Secondary Logo

Share this article on:

Is It Time to Rethink the Way We Deliver Simulation in the Clinical Setting?

Brown, Kristen Michelle, DNP, CRNP, CPNP-AC

Journal of Pediatric Surgical Nursing: July/September 2018 - Volume 7 - Issue 3 - p 69–70
doi: 10.1097/JPS.0000000000000180
Guest Editorial

Assistant Professor & Advanced Practice Simulation Coordinator, Johns Hopkins University School of Nursing, 525 N. Wolfe Street Room 452, Baltimore, MD 21205. E-mail: kbrown@jhu.edu

The author declares no conflict of interest.

Figure

Figure

There has been a shift from content-focused to competency-based curriculum in healthcare (Schumacher & Risco, 2017). It is not surprising that competent providers provide better care, recognize acute changes, and may prevent significant morbidity and mortality. The bottom line is that experienced and well-trained providers contribute to improved patient outcomes. So how do we train better providers? To be better at a skill or task, one needs to practice. The phrase “practice makes perfect” means that it is possible to learn something or develop a skill if you practice enough—but what if you practice it wrong? Are you still perfect, or are you only reinforcing bad behaviors? Repetitive practice with proper “coaching” has been shown to be an effective means to achieve competency (Hunt et al., 2014). In a recent publication by the American Heart Association (Cheng et al., 2018), mastery learning and deliberate practice are discussed as a means to improve resuscitation techniques. The authors remind us of the famous football coach Vince Lombardi’s important spin on the “practice makes perfect” notion—“perfect practice makes perfect” (Cheng et al., 2018). They stress the importance of repetitive practice with coaching. This is analogous to the deliberate practice work of K. Anders Ericsson. Deliberate practice involves repetitive performance of defined skills with specific assessment and feedback, ultimately resulting in the development of expertise (Ericsson, 2008).

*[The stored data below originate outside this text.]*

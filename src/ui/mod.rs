//! User interface rendering layer with component-based architecture.
//!
//! ```text
//! AppState → compute_viewmodel → UIViewModel → render → ANSI Output
//! ```
//!
//! # Modules
//!
//! - [`viewmodel`]: View model types representing renderable UI state
//! - [`renderer`]: Top-level rendering coordinator
//! - [`components`]: Composable UI component renderers
//! - [`helpers`]: Cursor positioning and width-aware text helpers
//! - [`theme`]: Color scheme definitions and ANSI escape sequence generation

pub mod components;
pub mod helpers;
pub mod renderer;
pub mod theme;
pub mod viewmodel;

pub use renderer::render;
pub use theme::Theme;
pub use viewmodel::{
    Badge, BodyState, CardItem, CardList, EmptyState, ErrorInfo, FilterBarInfo, FooterInfo,
    HeaderInfo, Notice, NoticeKind, ProgressInfo, StepItem, SummaryInfo, UIViewModel,
};
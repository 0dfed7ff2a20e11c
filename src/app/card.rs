//! Primary action of an offering card.

/// What activating a card does.
#[derive(Debug, Clone, Copy, PartialEq, Eq)]
pub enum CardAction {
    Select(u64),
    Unselect,
}

/// Toggle rule of a card: a selected card unselects, any other selects.
///
/// ```
/// use skiphire::app::card::{primary_action, CardAction};
///
/// assert_eq!(primary_action(3, false), CardAction::Select(3));
/// assert_eq!(primary_action(3, true), CardAction::Unselect);
/// ```
#[must_use]
pub const fn primary_action(offering_id: u64, is_selected: bool) -> CardAction {
    if is_selected {
        CardAction::Unselect
    } else {
        CardAction::Select(offering_id)
    }
}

Simulation training allows the learners to practice with a “coach” to improve performance and ultimately improve competency. Simulation has been proven to be an effective educational tool for training providers to manage multiple patient scenarios, including high-risk situations (Boling & Hardin-Pierce, 2016), and it may be particularly important for training where exposure in real patients is inconsistent. Simulation has been proven as an effective means of training in multiple industries, including health care. So why aren’t all health care settings implementing simulation training on a regular basis, and how do we deliver this education in a cost-effective, timely manner?

The biggest barriers to simulation training include cost, time, and personnel. Implementing simulation experiences can be costly. First, there is the cost of the actual simulation space, equipment, and staff and faculty to facilitate the simulation. Second, simulation training takes time. It is difficult to educate nurses and other team members in the acute care setting. Most simulation experiences require the participants to attend on a day off from clinical care. In addition, it can be extremely difficult to bring together professionals from multiple disciplines for training on the same day. This poses another time and expense requirement.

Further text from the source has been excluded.